use formstitch_core::{CoreError, SubmissionId};
use formstitch_storage::StorageError;
use thiserror::Error;

#[derive(Debug, Error)]
pub enum EngineError {
    #[error("storage error: {0}")]
    Storage(StorageError),

    #[error("core error: {0}")]
    Core(#[from] CoreError),

    #[error("not found: {0}")]
    NotFound(String),

    /// A dynamic table or column the query needs is missing.
    #[error("schema mismatch: {0}")]
    SchemaMismatch(String),

    /// The header row was committed but its field values were not.
    #[error("submission {submission_id} was saved without its values: {reason}")]
    WriteError {
        submission_id: SubmissionId,
        reason: String,
    },

    #[error("invalid request: {0}")]
    Validation(String),
}

impl From<StorageError> for EngineError {
    fn from(err: StorageError) -> Self {
        match err {
            StorageError::SchemaMismatch(msg) => EngineError::SchemaMismatch(msg),
            StorageError::NotFound(msg) => EngineError::NotFound(msg),
            other => EngineError::Storage(other),
        }
    }
}
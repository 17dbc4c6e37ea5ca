pub mod error;
pub mod query;
pub mod schema;
pub mod sqlite;
pub mod traits;

pub use error::StorageError;
pub use query::{CompareOp, Expr, QueryBuilder};
pub use schema::TableNames;
pub use sqlite::SqliteStorage;
pub use traits::*;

◆ TASK ITEM
Word for word, give the whole listing again.

◆ REPLY
use formstitch_core::{CoreError, SubmissionId};
use formstitch_storage::StorageError;
use thiserror::Error;

#[derive(Debug, Error)]
pub enum EngineError {
    #[error("storage error: {0}")]
    Storage(StorageError),

    #[error("core error: {0}")]
    Core(#[from] CoreError),

    #[error("not found: {0}")]
    NotFound(String),

    /// A dynamic table or column the query needs is missing.
    #[error("schema mismatch: {0}")]
    SchemaMismatch(String),

    /// The header row was committed but its field values were not.
    #[error("submission {submission_id} was saved without its values: {reason}")]
    WriteError {
        submission_id: SubmissionId,
        reason: String,
    },

    #[error("invalid request: {0}")]
    Validation(String),
}

impl From<StorageError> for EngineError {
    fn from(err: StorageError) -> Self {
        match err {
            StorageError::SchemaMismatch(msg) => EngineError::SchemaMismatch(msg),
            StorageError::NotFound(msg) => EngineError::NotFound(msg),
            other => EngineError::Storage(other),
        }
    }
}
repository 17dbc4c6e37ea5ca
pub mod error;
pub mod query;
pub mod schema;
pub mod sqlite;
pub mod traits;

pub use error::StorageError;
pub use query::{CompareOp, Expr, QueryBuilder};
pub use schema::TableNames;
pub use sqlite::SqliteStorage;
pub use traits::*;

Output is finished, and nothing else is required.